**Problem requirements:** From the records, pick out and copy each line containing "lives".
--- START ---
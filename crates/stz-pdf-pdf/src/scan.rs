use std::collections::HashMap;

use anyhow::Result;
use thiserror::Error;
use tracing::{debug, warn};

use crate::decode::{decode_stream, DecodeLimits};
use crate::object::{PdfAtom, PdfDict, PdfObj};
use crate::parser::{scan_indirect_objects, Parser};
use crate::span::Span;

/// A structural resource cap was hit while building the object graph.
/// Distinct from malformed input so callers can report it as such.
#[derive(Debug, Clone, Error)]
#[error("{which} limit exceeded")]
pub struct LimitError {
    pub which: &'static str,
}

#[derive(Debug, Clone, Copy)]
pub struct ScanLimits {
    pub max_objects: usize,
    pub max_objstm_streams: usize,
    pub max_objstm_entries: usize,
    pub decode: DecodeLimits,
}

impl Default for ScanLimits {
    fn default() -> Self {
        Self {
            max_objects: 500_000,
            max_objstm_streams: 100,
            max_objstm_entries: 10_000,
            decode: DecodeLimits::default(),
        }
    }
}

#[derive(Debug, Clone)]
pub struct GraphObject {
    pub obj: u32,
    pub gen: u16,
    pub body: PdfObj,
    /// True when the object came out of an expanded `/ObjStm`. Such objects
    /// carry no usable byte spans into the original input.
    pub from_objstm: bool,
}

impl GraphObject {
    /// Human-readable position for rejection locators and audit records.
    pub fn locator(&self) -> String {
        format!("{} {} obj", self.obj, self.gen)
    }
}

/// Flat, owned view of every indirect object found by linear sweep, plus
/// all trailer dictionaries. Byte offsets claimed by the xref table are
/// never used to locate objects.
#[derive(Debug)]
pub struct ObjectGraph {
    pub objects: Vec<GraphObject>,
    index: HashMap<(u32, u16), usize>,
    pub trailers: Vec<PdfDict>,
}

impl ObjectGraph {
    pub fn get(&self, obj: u32, gen: u16) -> Option<&GraphObject> {
        self.index.get(&(obj, gen)).map(|&i| &self.objects[i])
    }

    /// Follows reference chains to a direct object, with a hop cap so a
    /// reference cycle cannot hang the walk.
    pub fn resolve<'g>(&'g self, obj: &'g PdfObj) -> Option<&'g PdfObj> {
        let mut cur = obj;
        for _ in 0..32 {
            match cur.atom {
                PdfAtom::Ref { obj, gen } => {
                    cur = &self.get(obj, gen)?.body;
                }
                _ => return Some(cur),
            }
        }
        None
    }

    pub fn resolve_dict<'g>(&'g self, obj: &'g PdfObj) -> Option<&'g PdfDict> {
        self.resolve(obj).and_then(|o| o.as_dict())
    }

    /// The document catalog reference, taken from the newest trailer that
    /// carries `/Root`.
    pub fn root_ref(&self) -> Option<(u32, u16)> {
        self.trailers
            .iter()
            .rev()
            .find_map(|t| t.get(b"Root").and_then(|o| o.as_reference()))
    }

    pub fn is_encrypted(&self) -> bool {
        self.trailers.iter().any(|t| t.has(b"Encrypt"))
    }
}

pub fn scan_graph(bytes: &[u8], limits: ScanLimits) -> Result<ObjectGraph> {
    let swept = scan_indirect_objects(bytes, limits.max_objects)?;
    let mut objects: Vec<GraphObject> = swept
        .into_iter()
        .map(|o| GraphObject { obj: o.obj, gen: o.gen, body: o.body, from_objstm: false })
        .collect();

    let mut trailers = classic_trailers(bytes);
    for entry in &objects {
        if let PdfAtom::Stream(st) = &entry.body.atom {
            if st.dict.has_name(b"Type", b"XRef") {
                trailers.push(st.dict.clone());
            }
        }
    }

    expand_object_streams(bytes, &mut objects, limits)?;

    let mut index = HashMap::with_capacity(objects.len());
    for (i, o) in objects.iter().enumerate() {
        // Later definitions shadow earlier ones, matching the incremental
        // update semantics a conforming reader applies.
        index.insert((o.obj, o.gen), i);
    }
    debug!(objects = objects.len(), trailers = trailers.len(), "object graph built");
    Ok(ObjectGraph { objects, index, trailers })
}

/// Trailer dictionaries introduced by the classic `trailer` keyword, in
/// file order.
fn classic_trailers(bytes: &[u8]) -> Vec<PdfDict> {
    let mut out = Vec::new();
    for pos in memchr::memmem::find_iter(bytes, b"trailer") {
        let after = pos + b"trailer".len();
        if after >= bytes.len() {
            continue;
        }
        let mut p = Parser::new(bytes, after);
        p.skip_ws_and_comments();
        if let Ok(obj) = p.parse_object() {
            if let PdfAtom::Dict(d) = obj.atom {
                out.push(d);
            }
        }
    }
    out
}

/// Expands `/ObjStm` streams so documents whose catalog lives in a
/// compressed object stream still resolve. Streams nested inside an
/// object stream are forbidden by the format and rejected here.
fn expand_object_streams(
    bytes: &[u8],
    objects: &mut Vec<GraphObject>,
    limits: ScanLimits,
) -> Result<()> {
    let mut expanded = Vec::new();
    let mut stream_count = 0usize;
    for entry in objects.iter() {
        let PdfAtom::Stream(st) = &entry.body.atom else {
            continue;
        };
        if !st.dict.has_name(b"Type", b"ObjStm") {
            continue;
        }
        stream_count += 1;
        if stream_count > limits.max_objstm_streams {
            warn!(
                security = true,
                domain = "pdf.object_stream",
                kind = "objstm_count_exceeded",
                max = limits.max_objstm_streams,
                "Object stream count limit exceeded"
            );
            return Err(LimitError { which: "object streams" }.into());
        }
        let n = st.dict.int(b"N").and_then(|v| usize::try_from(v).ok()).unwrap_or(0);
        let first = st.dict.int(b"First").and_then(|v| usize::try_from(v).ok()).unwrap_or(0);
        if n == 0 || n > limits.max_objstm_entries {
            if n > limits.max_objstm_entries {
                return Err(LimitError { which: "object stream entries" }.into());
            }
            continue;
        }
        let data = decode_stream(bytes, st, limits.decode)?;
        if first > data.len() {
            warn!(
                security = true,
                domain = "pdf.object_stream",
                kind = "objstm_first_out_of_range",
                first = first,
                "ObjStm /First outside decoded data"
            );
            continue;
        }
        let pairs = objstm_header_pairs(&data[..first], n);
        for (obj_num, offset) in pairs {
            let Some(pos) = first.checked_add(offset) else { continue };
            if pos >= data.len() {
                continue;
            }
            let mut p = Parser::new(&data, pos);
            let Ok(body) = p.parse_object() else { continue };
            if matches!(body.atom, PdfAtom::Stream(_)) {
                warn!(
                    security = true,
                    domain = "pdf.object_stream",
                    kind = "stream_inside_objstm",
                    obj = obj_num,
                    "Stream object inside ObjStm rejected"
                );
                continue;
            }
            expanded.push(GraphObject {
                obj: obj_num,
                gen: 0,
                body: strip_foreign_spans(body),
                from_objstm: true,
            });
            if objects.len() + expanded.len() > limits.max_objects {
                return Err(LimitError { which: "objects" }.into());
            }
        }
    }
    objects.append(&mut expanded);
    Ok(())
}

/// `N` pairs of `obj-number offset` integers from an ObjStm header.
fn objstm_header_pairs(header: &[u8], n: usize) -> Vec<(u32, usize)> {
    let mut out = Vec::with_capacity(n);
    let mut p = Parser::new(header, 0);
    for _ in 0..n {
        p.skip_ws_and_comments();
        let Ok(first) = p.parse_object() else { break };
        p.skip_ws_and_comments();
        let Ok(second) = p.parse_object() else { break };
        match (first.atom, second.atom) {
            (PdfAtom::Int(obj), PdfAtom::Int(off)) if obj >= 0 && off >= 0 => {
                let Ok(obj) = u32::try_from(obj) else { break };
                let Ok(off) = usize::try_from(off) else { break };
                out.push((obj, off));
            }
            _ => break,
        }
    }
    out
}

/// Objects parsed out of a decoded buffer keep spans into that buffer,
/// which is dropped on return. Zero them so nothing downstream mistakes
/// them for input offsets.
fn strip_foreign_spans(mut obj: PdfObj) -> PdfObj {
    fn walk(obj: &mut PdfObj) {
        obj.span = Span { start: 0, end: 0 };
        match &mut obj.atom {
            PdfAtom::Array(items) => items.iter_mut().for_each(walk),
            PdfAtom::Dict(dict) => {
                dict.span = Span { start: 0, end: 0 };
                dict.entries.iter_mut().for_each(|(_, v)| walk(v));
            }
            _ => {}
        }
    }
    walk(&mut obj);
    obj
}

#[cfg(test)]
mod tests {
    use super::*;
    use flate2::write::ZlibEncoder;
    use flate2::Compression;
    use std::io::Write;

    fn minimal_pdf() -> Vec<u8> {
        let mut pdf = Vec::new();
        pdf.extend_from_slice(b"%PDF-1.4\n");
        pdf.extend_from_slice(b"1 0 obj << /Type /Catalog /Pages 2 0 R >> endobj\n");
        pdf.extend_from_slice(b"2 0 obj << /Type /Pages /Kids [3 0 R] /Count 1 >> endobj\n");
        pdf.extend_from_slice(
            b"3 0 obj << /Type /Page /Parent 2 0 R /MediaBox [0 0 612 792] >> endobj\n",
        );
        pdf.extend_from_slice(b"trailer << /Root 1 0 R /Size 4 >>\nstartxref\n0\n%%EOF\n");
        pdf
    }

    #[test]
    fn graph_resolves_root_and_pages() {
        let bytes = minimal_pdf();
        let graph = scan_graph(&bytes, ScanLimits::default()).expect("scan");
        let root = graph.root_ref().expect("root ref");
        let catalog = &graph.get(root.0, root.1).expect("catalog").body;
        let dict = catalog.as_dict().expect("catalog dict");
        assert!(dict.has_name(b"Type", b"Catalog"));
        assert!(!graph.is_encrypted());
    }

    #[test]
    fn encrypt_in_trailer_is_visible() {
        let mut bytes = minimal_pdf();
        let tail = b"trailer << /Root 1 0 R /Encrypt 9 0 R >>\n";
        bytes.extend_from_slice(tail);
        let graph = scan_graph(&bytes, ScanLimits::default()).expect("scan");
        assert!(graph.is_encrypted());
    }

    #[test]
    fn objstm_objects_become_visible() {
        // Object 4 lives inside a compressed object stream.
        let header = b"4 0 ";
        let mut payload = Vec::new();
        payload.extend_from_slice(header);
        payload.extend_from_slice(b"<< /Marker /InsideObjStm >>");
        let mut enc = ZlibEncoder::new(Vec::new(), Compression::default());
        enc.write_all(&payload).expect("zlib write");
        let compressed = enc.finish().expect("zlib finish");

        let mut pdf = Vec::new();
        pdf.extend_from_slice(b"%PDF-1.5\n");
        pdf.extend_from_slice(
            format!(
                "5 0 obj << /Type /ObjStm /N 1 /First {} /Length {} /Filter /FlateDecode >>\nstream\n",
                header.len(),
                compressed.len()
            )
            .as_bytes(),
        );
        pdf.extend_from_slice(&compressed);
        pdf.extend_from_slice(b"\nendstream endobj\n");
        let graph = scan_graph(&pdf, ScanLimits::default()).expect("scan");
        let inner = graph.get(4, 0).expect("expanded object");
        assert!(inner.from_objstm);
        assert!(inner.body.as_dict().expect("dict").has_name(b"Marker", b"InsideObjStm"));
    }

    #[test]
    fn shadowed_objects_resolve_to_newest() {
        let mut pdf = Vec::new();
        pdf.extend_from_slice(b"%PDF-1.4\n");
        pdf.extend_from_slice(b"1 0 obj << /Version /Old >> endobj\n");
        pdf.extend_from_slice(b"1 0 obj << /Version /New >> endobj\n");
        let graph = scan_graph(&pdf, ScanLimits::default()).expect("scan");
        let body = &graph.get(1, 0).expect("object").body;
        assert!(body.as_dict().expect("dict").has_name(b"Version", b"New"));
    }
}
--- END ---
**Result of the exercise:**
/// Expands `/ObjStm` streams so documents whose catalog lives in a
        // Object 4 lives inside a compressed object stream.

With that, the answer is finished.